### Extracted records

//! Host-side frame buffers.
//!
//! A frame is tightly packed RGBA8: row-major, no row padding, 4 bytes per
//! pixel, so its byte length is always `width * height * 4`.

use crate::error::FrameError;

pub const BYTES_PER_PIXEL: usize = 4;

/// Returns `width * height * 4`, or `None` on overflow.
pub fn expected_len(width: u32, height: u32) -> Option<usize> {
    (width as usize)
        .checked_mul(height as usize)?
        .checked_mul(BYTES_PER_PIXEL)
}

/// Checks that `len` bytes describe exactly one `width x height` RGBA8 frame.
pub fn validate_len(len: usize, width: u32, height: u32) -> Result<(), FrameError> {
    let expected = expected_len(width, height).ok_or(FrameError::TooLarge { width, height })?;
    if len != expected {
        return Err(FrameError::SizeMismatch {
            width,
            height,
            expected,
            actual: len,
        });
    }
    Ok(())
}

/// An owned RGBA8 frame produced on the CPU.
#[derive(Debug, Clone, PartialEq, Eq)]
pub struct FrameBuffer {
    width: u32,
    height: u32,
    pixels: Vec<u8>,
}

impl FrameBuffer {
    /// Creates a transparent black frame.
    pub fn new(width: u32, height: u32) -> Result<Self, FrameError> {
        let len = expected_len(width, height).ok_or(FrameError::TooLarge { width, height })?;
        Ok(Self {
            width,
            height,
            pixels: vec![0; len],
        })
    }

    /// Wraps existing RGBA8 bytes, rejecting buffers of the wrong length.
    pub fn from_rgba(width: u32, height: u32, pixels: Vec<u8>) -> Result<Self, FrameError> {
        validate_len(pixels.len(), width, height)?;
        Ok(Self {
            width,
            height,
            pixels,
        })
    }

    #[inline]
    pub fn width(&self) -> u32 {
        self.width
    }

    #[inline]
    pub fn height(&self) -> u32 {
        self.height
    }

    #[inline]
    pub fn size(&self) -> (u32, u32) {
        (self.width, self.height)
    }

    #[inline]
    pub fn as_bytes(&self) -> &[u8] {
        &self.pixels
    }

    /// Per-pixel view for writers that think in `[r, g, b, a]`.
    pub fn pixels_mut(&mut self) -> &mut [[u8; 4]] {
        bytemuck::cast_slice_mut(&mut self.pixels)
    }

    /// Returns the pixel at `(x, y)`, or `None` when out of bounds.
    pub fn pixel(&self, x: u32, y: u32) -> Option<[u8; 4]> {
        let i = self.offset(x, y)?;
        let mut px = [0u8; 4];
        px.copy_from_slice(&self.pixels[i..i + BYTES_PER_PIXEL]);
        Some(px)
    }

    /// Writes one pixel. Out-of-bounds writes are ignored.
    pub fn set_pixel(&mut self, x: u32, y: u32, rgba: [u8; 4]) {
        if let Some(i) = self.offset(x, y) {
            self.pixels[i..i + BYTES_PER_PIXEL].copy_from_slice(&rgba);
        }
    }

    pub fn fill(&mut self, rgba: [u8; 4]) {
        self.pixels_mut().fill(rgba);
    }

    fn offset(&self, x: u32, y: u32) -> Option<usize> {
        if x >= self.width || y >= self.height {
            return None;
        }
        Some((y as usize * self.width as usize + x as usize) * BYTES_PER_PIXEL)
    }
}

#[cfg(test)]
mod tests {
    use super::*;

    // ── length ────────────────────────────────────────────────────────────

    #[test]
    fn expected_len_is_four_bytes_per_pixel() {
        assert_eq!(expected_len(2, 1), Some(8));
        assert_eq!(expected_len(1024, 768), Some(1024 * 768 * 4));
        assert_eq!(expected_len(0, 10), Some(0));
    }

    #[test]
    fn validate_accepts_exact_length() {
        assert!(validate_len(8, 2, 1).is_ok());
    }

    #[test]
    fn validate_rejects_short_buffer() {
        let err = validate_len(7, 2, 1).unwrap_err();
        assert!(matches!(
            err,
            FrameError::SizeMismatch { expected: 8, actual: 7, width: 2, height: 1 }
        ));
    }

    #[test]
    fn validate_rejects_long_buffer() {
        assert!(matches!(
            validate_len(12, 2, 1),
            Err(FrameError::SizeMismatch { expected: 8, actual: 12, .. })
        ));
    }

    // ── frame buffer ──────────────────────────────────────────────────────

    #[test]
    fn from_rgba_rejects_wrong_length() {
        assert!(FrameBuffer::from_rgba(2, 2, vec![0; 15]).is_err());
    }

    #[test]
    fn pixel_reads_row_major_offsets() {
        let bytes = vec![
            255, 0, 0, 255, //
            0, 255, 0, 255, //
            0, 0, 255, 255, //
            9, 9, 9, 9,
        ];
        let fb = FrameBuffer::from_rgba(2, 2, bytes).unwrap();
        assert_eq!(fb.pixel(0, 0), Some([255, 0, 0, 255]));
        assert_eq!(fb.pixel(1, 0), Some([0, 255, 0, 255]));
        assert_eq!(fb.pixel(0, 1), Some([0, 0, 255, 255]));
        assert_eq!(fb.pixel(1, 1), Some([9, 9, 9, 9]));
    }

    #[test]
    fn pixel_out_of_bounds_is_none() {
        let fb = FrameBuffer::new(2, 2).unwrap();
        assert_eq!(fb.pixel(2, 0), None);
        assert_eq!(fb.pixel(0, 2), None);
    }

    #[test]
    fn set_pixel_ignores_out_of_bounds() {
        let mut fb = FrameBuffer::new(1, 1).unwrap();
        fb.set_pixel(5, 5, [1, 2, 3, 4]);
        assert_eq!(fb.as_bytes(), &[0, 0, 0, 0]);
    }

    #[test]
    fn set_pixel_then_pixel() {
        let mut fb = FrameBuffer::new(3, 2).unwrap();
        fb.set_pixel(2, 1, [10, 20, 30, 40]);
        assert_eq!(fb.pixel(2, 1), Some([10, 20, 30, 40]));
        assert_eq!(&fb.as_bytes()[20..24], &[10, 20, 30, 40]);
    }

    #[test]
    fn fill_covers_every_pixel() {
        let mut fb = FrameBuffer::new(3, 3).unwrap();
        fb.fill([1, 2, 3, 255]);
        assert!(fb.as_bytes().chunks(4).all(|px| px == [1, 2, 3, 255]));
    }
}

### WORK INSTRUCTION
Copy out each line of the records character for character.

### ANSWER TO THE EXERCISE
//! Host-side frame buffers.
//!
//! A frame is tightly packed RGBA8: row-major, no row padding, 4 bytes per
//! pixel, so its byte length is always `width * height * 4`.

use crate::error::FrameError;

pub const BYTES_PER_PIXEL: usize = 4;

/// Returns `width * height * 4`, or `None` on overflow.
pub fn expected_len(width: u32, height: u32) -> Option<usize> {
    (width as usize)
        .checked_mul(height as usize)?
        .checked_mul(BYTES_PER_PIXEL)
}

/// Checks that `len` bytes describe exactly one `width x height` RGBA8 frame.
pub fn validate_len(len: usize, width: u32, height: u32) -> Result<(), FrameError> {
    let expected = expected_len(width, height).ok_or(FrameError::TooLarge { width, height })?;
    if len != expected {
        return Err(FrameError::SizeMismatch {
            width,
            height,
            expected,
            actual: len,
        });
    }
    Ok(())
}

/// An owned RGBA8 frame produced on the CPU.
#[derive(Debug, Clone, PartialEq, Eq)]
pub struct FrameBuffer {
    width: u32,
    height: u32,
    pixels: Vec<u8>,
}

impl FrameBuffer {
    /// Creates a transparent black frame.
    pub fn new(width: u32, height: u32) -> Result<Self, FrameError> {
        let len = expected_len(width, height).ok_or(FrameError::TooLarge { width, height })?;
        Ok(Self {
            width,
            height,
            pixels: vec![0; len],
        })
    }

    /// Wraps existing RGBA8 bytes, rejecting buffers of the wrong length.
    pub fn from_rgba(width: u32, height: u32, pixels: Vec<u8>) -> Result<Self, FrameError> {
        validate_len(pixels.len(), width, height)?;
        Ok(Self {
            width,
            height,
            pixels,
        })
    }

    #[inline]
    pub fn width(&self) -> u32 {
        self.width
    }

    #[inline]
    pub fn height(&self) -> u32 {
        self.height
    }

    #[inline]
    pub fn size(&self) -> (u32, u32) {
        (self.width, self.height)
    }

    #[inline]
    pub fn as_bytes(&self) -> &[u8] {
        &self.pixels
    }

    /// Per-pixel view for writers that think in `[r, g, b, a]`.
    pub fn pixels_mut(&mut self) -> &mut [[u8; 4]] {
        bytemuck::cast_slice_mut(&mut self.pixels)
    }

    /// Returns the pixel at `(x, y)`, or `None` when out of bounds.
    pub fn pixel(&self, x: u32, y: u32) -> Option<[u8; 4]> {
        let i = self.offset(x, y)?;
        let mut px = [0u8; 4];
        px.copy_from_slice(&self.pixels[i..i + BYTES_PER_PIXEL]);
        Some(px)
    }

    /// Writes one pixel. Out-of-bounds writes are ignored.
    pub fn set_pixel(&mut self, x: u32, y: u32, rgba: [u8; 4]) {
        if let Some(i) = self.offset(x, y) {
            self.pixels[i..i + BYTES_PER_PIXEL].copy_from_slice(&rgba);
        }
    }

    pub fn fill(&mut self, rgba: [u8; 4]) {
        self.pixels_mut().fill(rgba);
    }

    fn offset(&self, x: u32, y: u32) -> Option<usize> {
        if x >= self.width || y >= self.height {
            return None;
        }
        Some((y as usize * self.width as usize + x as usize) * BYTES_PER_PIXEL)
    }
}

#[cfg(test)]
mod tests {
    use super::*;

    // ── length ────────────────────────────────────────────────────────────

    #[test]
    fn expected_len_is_four_bytes_per_pixel() {
        assert_eq!(expected_len(2, 1), Some(8));
        assert_eq!(expected_len(1024, 768), Some(1024 * 768 * 4));
        assert_eq!(expected_len(0, 10), Some(0));
    }

    #[test]
    fn validate_accepts_exact_length() {
        assert!(validate_len(8, 2, 1).is_ok());
    }

    #[test]
    fn validate_rejects_short_buffer() {
        let err = validate_len(7, 2, 1).unwrap_err();
        assert!(matches!(
            err,
            FrameError::SizeMismatch { expected: 8, actual: 7, width: 2, height: 1 }
        ));
    }

    #[test]
    fn validate_rejects_long_buffer() {
        assert!(matches!(
            validate_len(12, 2, 1),
            Err(FrameError::SizeMismatch { expected: 8, actual: 12, .. })
        ));
    }

    // ── frame buffer ──────────────────────────────────────────────────────

    #[test]
    fn from_rgba_rejects_wrong_length() {
        assert!(FrameBuffer::from_rgba(2, 2, vec![0; 15]).is_err());
    }

    #[test]
    fn pixel_reads_row_major_offsets() {
        let bytes = vec![
            255, 0, 0, 255, //
            0, 255, 0, 255, //
            0, 0, 255, 255, //
            9, 9, 9, 9,
        ];
        let fb = FrameBuffer::from_rgba(2, 2, bytes).unwrap();
        assert_eq!(fb.pixel(0, 0), Some([255, 0, 0, 255]));
        assert_eq!(fb.pixel(1, 0), Some([0, 255, 0, 255]));
        assert_eq!(fb.pixel(0, 1), Some([0, 0, 255, 255]));
        assert_eq!(fb.pixel(1, 1), Some([9, 9, 9, 9]));
    }

    #[test]
    fn pixel_out_of_bounds_is_none() {
        let fb = FrameBuffer::new(2, 2).unwrap();
        assert_eq!(fb.pixel(2, 0), None);
        assert_eq!(fb.pixel(0, 2), None);
    }

    #[test]
    fn set_pixel_ignores_out_of_bounds() {
        let mut fb = FrameBuffer::new(1, 1).unwrap();
        fb.set_pixel(5, 5, [1, 2, 3, 4]);
        assert_eq!(fb.as_bytes(), &[0, 0, 0, 0]);
    }

    #[test]
    fn set_pixel_then_pixel() {
        let mut fb = FrameBuffer::new(3, 2).unwrap();
        fb.set_pixel(2, 1, [10, 20, 30, 40]);
        assert_eq!(fb.pixel(2, 1), Some([10, 20, 30, 40]));
        assert_eq!(&fb.as_bytes()[20..24], &[10, 20, 30, 40]);
    }

    #[test]
    fn fill_covers_every_pixel() {
        let mut fb = FrameBuffer::new(3, 3).unwrap();
        fb.fill([1, 2, 3, 255]);
        assert!(fb.as_bytes().chunks(4).all(|px| px == [1, 2, 3, 255]));
    }
}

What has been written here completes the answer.